# Find The Volume of a Frustum Using Calculus

Use the method of the disk around the x axis to find the volume of a frustum.

## Volume of Frustum Formula

Problem : Find the volume of a frustum with height $h$ and radii $r$ and $R$ as shown below. Solution to the problem:
A frustum may be obtained by revolving $y = m x$ between $x = a$ and $x = b$ around the x axis as shown below.

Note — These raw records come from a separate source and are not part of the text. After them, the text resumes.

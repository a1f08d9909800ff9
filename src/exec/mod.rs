//! Execution sessions over a compiled plan.

mod session;
mod sink;
mod source;

pub use session::{Execution, SessionState};
pub use sink::Sink;
pub use source::Source;

use crate::error::{ExecutionError, ForgeResult};
use crate::graph::{FeatureShape, OperandIndex, Shape};

/// How a caller buffer is interpreted.
#[derive(Debug, Clone, Copy, PartialEq, Eq)]
pub enum IoShape {
    /// Rank 2 operand with a single row.
    Vector(usize),
    /// Rank 4 NHWC feature map.
    Feature(FeatureShape),
}

impl IoShape {
    pub fn of(index: OperandIndex, shape: &Shape) -> ForgeResult<Self> {
        match shape.dims() {
            &[1, len] => Ok(IoShape::Vector(len)),
            &[_, _, _, _] => shape
                .as_feature()
                .map(IoShape::Feature)
                .ok_or_else(|| unsupported(index, shape)),
            _ => Err(unsupported(index, shape)),
        }
    }

    pub fn num_elements(&self) -> usize {
        match self {
            IoShape::Vector(len) => *len,
            IoShape::Feature(f) => f.n * f.h * f.w * f.c,
        }
    }
}

fn unsupported(index: OperandIndex, shape: &Shape) -> crate::error::ForgeError {
    ExecutionError::UnsupportedOperandRank {
        index,
        rank: shape.rank(),
    }
    .into()
}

The height $h = b - a$. Rotating a disk (red) of radius $y$ hence of area $\pi y^2$ and thikness $\Delta x$, the volume $V$ of the frustum may be written as
$\qquad V = \displaystyle \int_a^b \pi y^2 dx \quad (I)$

The slope $m$ is given by
$\qquad m = \dfrac{R - r}{h}$
where $h$ is the height of the frustum given by
$\qquad h = b - a$

Substitute $y$ by $mx$ in (I) and write
$\qquad V = \displaystyle m^2 \pi \int_a^b x^2 dx$

Evaluate the integral
$\qquad V = m^2 \pi \left[\dfrac{1}{3} x^3 \right]_a^b$

$\qquad = \dfrac{1}{3} m^2 \pi (b^3 - a^3) \quad (II)$

Note that
$\qquad r = m \; a$ and $R = m \; b$

Hence
$\qquad a = \dfrac{r}{m}$ and $b = \dfrac{R}{m}$

Substitute in (II)
$\qquad V = \dfrac{1}{3} m^2 \pi \left(\left(\dfrac{R}{m}\right)^3 - \left(\dfrac{r}{m}\right)^3\right)$

Simplify
$\qquad V = \dfrac{1}{3 \; m} \pi \left(R^3 - r^3\right)$

Substitute $m$ by $\dfrac{R - r}{h}$ in the above and rewrite as

$\qquad V = \dfrac{ \pi h}{3} \dfrac{ \left(R^3 - r^3\right)}{R-r} \quad (III)$

Note that using division of polynomials in two variables, $\dfrac{\left(R^3 - r^3\right)}{R-r}$ may be simplified as
$\qquad \dfrac{\left(R^3 - r^3\right)}{R-r} = R^2 + r R + r^2$

We now substitute the above in (III) to obtain the final formula for the volume of the frustum
$\boxed {V = \dfrac{\pi h}{3} \left( R^2 + r R + r^2 \right) }$